Hypertension Management in England: A Serial Cross-Sectional Study From 1994 to 2011
What were the changes in blood pressure management between 1994 and 2011 in England?
The investigators did a serial cross-sectional study of five Health Survey for England surveys based on nationally representative samples of noninstitutionalized adults (ages ≥16 years). Mean blood pressure levels and rates of awareness, treatment, and control of hypertension were assessed. Hypertension was defined as systolic blood pressure ≥140 mm Hg, diastolic blood pressure ≥90 mm Hg, or receiving treatment for high blood pressure.
The mean blood pressure levels of men and women in the general population and among patients with treated hypertension progressively improved between 1994 and 2011. In patients with treated hypertension, blood pressure improved from 150.0 (standard error [SE], 0.59)/80.2 (0.27) mm Hg to 135.4 (0.58)/73.5 (0.41) mm Hg. Awareness, treatment, and control rates among men and women combined also improved significantly across each stage of this 17-year period, with the prevalence of control among treated patients almost doubling, from 33% (SE 1.4) in 1994 to 63% (1.7) in 2011. Nevertheless, of all adults with survey-defined hypertension in 2011, hypertension was controlled in only 37%.

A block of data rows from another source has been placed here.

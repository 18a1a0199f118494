use std::fmt;

use serde::{Deserialize, Serialize};
use thiserror::Error;

use super::queue::Track;

#[derive(Debug, Clone, Copy, Serialize, Deserialize, PartialEq, Eq)]
#[serde(rename_all = "lowercase")]
pub enum PlaybackPhase {
    Idle,
    Playing,
    Paused,
}

impl fmt::Display for PlaybackPhase {
    fn fmt(&self, f: &mut fmt::Formatter<'_>) -> fmt::Result {
        let name = match self {
            Self::Idle => "idle",
            Self::Playing => "playing",
            Self::Paused => "paused",
        };
        f.write_str(name)
    }
}

#[derive(Debug, Clone, PartialEq, Eq, Error)]
#[error("cannot {command} while {phase}")]
pub struct InvalidTransition {
    pub command: &'static str,
    pub phase: PlaybackPhase,
}

/// The elapsed position is never stored. It is derived from `started_at`, which is
/// shifted forward on every resume by the length of the pause.
#[derive(Debug, Clone, Default, PartialEq, Eq)]
pub struct RoomPlaybackState {
    current_track: Option<Track>,
    is_playing: bool,
    started_at: Option<i64>,
    paused_at: Option<i64>,
}

impl RoomPlaybackState {
    pub fn idle() -> Self {
        Self::default()
    }

    pub fn phase(&self) -> PlaybackPhase {
        match (&self.current_track, self.is_playing) {
            (None, _) => PlaybackPhase::Idle,
            (Some(_), true) => PlaybackPhase::Playing,
            (Some(_), false) => PlaybackPhase::Paused,
        }
    }

    pub fn current_track(&self) -> Option<&Track> {
        self.current_track.as_ref()
    }

    pub fn current_track_id(&self) -> Option<&str> {
        self.current_track.as_ref().map(|track| track.id.as_str())
    }

    pub fn is_playing(&self) -> bool {
        self.is_playing
    }

    pub fn started_at(&self) -> Option<i64> {
        self.started_at
    }

    pub fn paused_at(&self) -> Option<i64> {
        self.paused_at
    }

    pub fn elapsed_ms(&self, now_ms: i64) -> u64 {
        let (Some(track), Some(started_at)) = (&self.current_track, self.started_at) else {
            return 0;
        };
        let reference = match self.paused_at {
            Some(paused_at) => paused_at,
            None => now_ms,
        };
        let elapsed = u64::try_from(reference.saturating_sub(started_at)).unwrap_or(0);
        elapsed.min(track.duration_ms)
    }

    pub fn remaining_ms(&self, now_ms: i64) -> Option<u64> {
        if !self.is_playing {
            return None;
        }
        let track = self.current_track.as_ref()?;
        Some(track.duration_ms.saturating_sub(self.elapsed_ms(now_ms)))
    }

    pub fn start(&self, track: Track, now_ms: i64) -> Self {
        Self {
            current_track: Some(track),
            is_playing: true,
            started_at: Some(now_ms),
            paused_at: None,
        }
    }

    pub fn pause(&self, now_ms: i64) -> Result<Self, InvalidTransition> {
        self.require(PlaybackPhase::Playing, "pause")?;
        Ok(Self {
            current_track: self.current_track.clone(),
            is_playing: false,
            started_at: Some(self.started_at.unwrap_or(now_ms)),
            paused_at: Some(now_ms),
        })
    }

    pub fn resume(&self, now_ms: i64) -> Result<Self, InvalidTransition> {
        self.require(PlaybackPhase::Paused, "resume")?;
        let started_at = self.started_at.unwrap_or(now_ms);
        let paused_at = self.paused_at.unwrap_or(now_ms);
        let paused_for = now_ms.saturating_sub(paused_at).max(0);
        Ok(Self {
            current_track: self.current_track.clone(),
            is_playing: true,
            started_at: Some(started_at.saturating_add(paused_for)),
            paused_at: None,
        })
    }

    pub fn skip(&self, next: Option<Track>, now_ms: i64) -> Result<Self, InvalidTransition> {
        if self.phase() == PlaybackPhase::Idle {
            return Err(InvalidTransition {
                command: "skip",
                phase: PlaybackPhase::Idle,
            });
        }
        Ok(match next {
            Some(track) => self.start(track, now_ms),
            None => Self::idle(),
        })
    }

    pub fn stop(&self) -> Result<Self, InvalidTransition> {
        if self.phase() == PlaybackPhase::Idle {
            return Err(InvalidTransition {
                command: "stop",
                phase: PlaybackPhase::Idle,
            });
        }
        Ok(Self::idle())
    }

    fn require(&self, phase: PlaybackPhase, command: &'static str) -> Result<(), InvalidTransition> {
        let current = self.phase();
        if current == phase {
            Ok(())
        } else {
            Err(InvalidTransition {
                command,
                phase: current,
            })
        }
    }

    pub fn snapshot(&self, room_id: &str, now_ms: i64) -> RoomSnapshot {
        RoomSnapshot {
            room_id: room_id.to_string(),
            phase: self.phase(),
            current_track: self.current_track.clone(),
            is_playing: self.is_playing,
            started_at: self.started_at,
            paused_at: self.paused_at,
            elapsed_ms: self.elapsed_ms(now_ms),
            server_time: now_ms,
        }
    }
}

#[derive(Debug, Clone, Serialize, Deserialize, PartialEq, Eq)]
pub struct RoomSnapshot {
    pub room_id: String,
    pub phase: PlaybackPhase,
    #[serde(default, skip_serializing_if = "Option::is_none")]
    pub current_track: Option<Track>,
    pub is_playing: bool,
    #[serde(default, skip_serializing_if = "Option::is_none")]
    pub started_at: Option<i64>,
    #[serde(default, skip_serializing_if = "Option::is_none")]
    pub paused_at: Option<i64>,
    pub elapsed_ms: u64,
    pub server_time: i64,
}

impl RoomSnapshot {
    pub fn idle(room_id: &str, server_time: i64) -> Self {
        RoomPlaybackState::idle().snapshot(room_id, server_time)
    }

    pub fn track_duration_ms(&self) -> u64 {
        self.current_track
            .as_ref()
            .map(|track| track.duration_ms)
            .unwrap_or(0)
    }
}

The authors concluded that if the same systematic improvement in all aspects of hypertension management continues until 2022, 80% of patients with treated hypertension will have controlled blood pressure levels, with a potential annual saving of approximately 50,000 major cardiovascular events.
These data from a large representative sample of the English adult population show that all aspects of hypertension management have improved systematically across the five national surveys that focused on cardiovascular disease since 1994. The so-called rule of halves (i.e., that half of patients with high blood pressure in a population have been diagnosed, half of those detected have been treated, and half of those treated have been controlled), is now the rule of two-thirds. However, despite these systemic improvements, the rates of diagnosis, treatment, and control of raised blood pressure remain suboptimal, and every effort needs to be made to target a 100% goal of diagnosis, treatment, and control of hypertension. While several hundreds of thousands of cardiovascular events might possibly have already been prevented as a result of improvements in practice, many more will be prevented with additional improvements.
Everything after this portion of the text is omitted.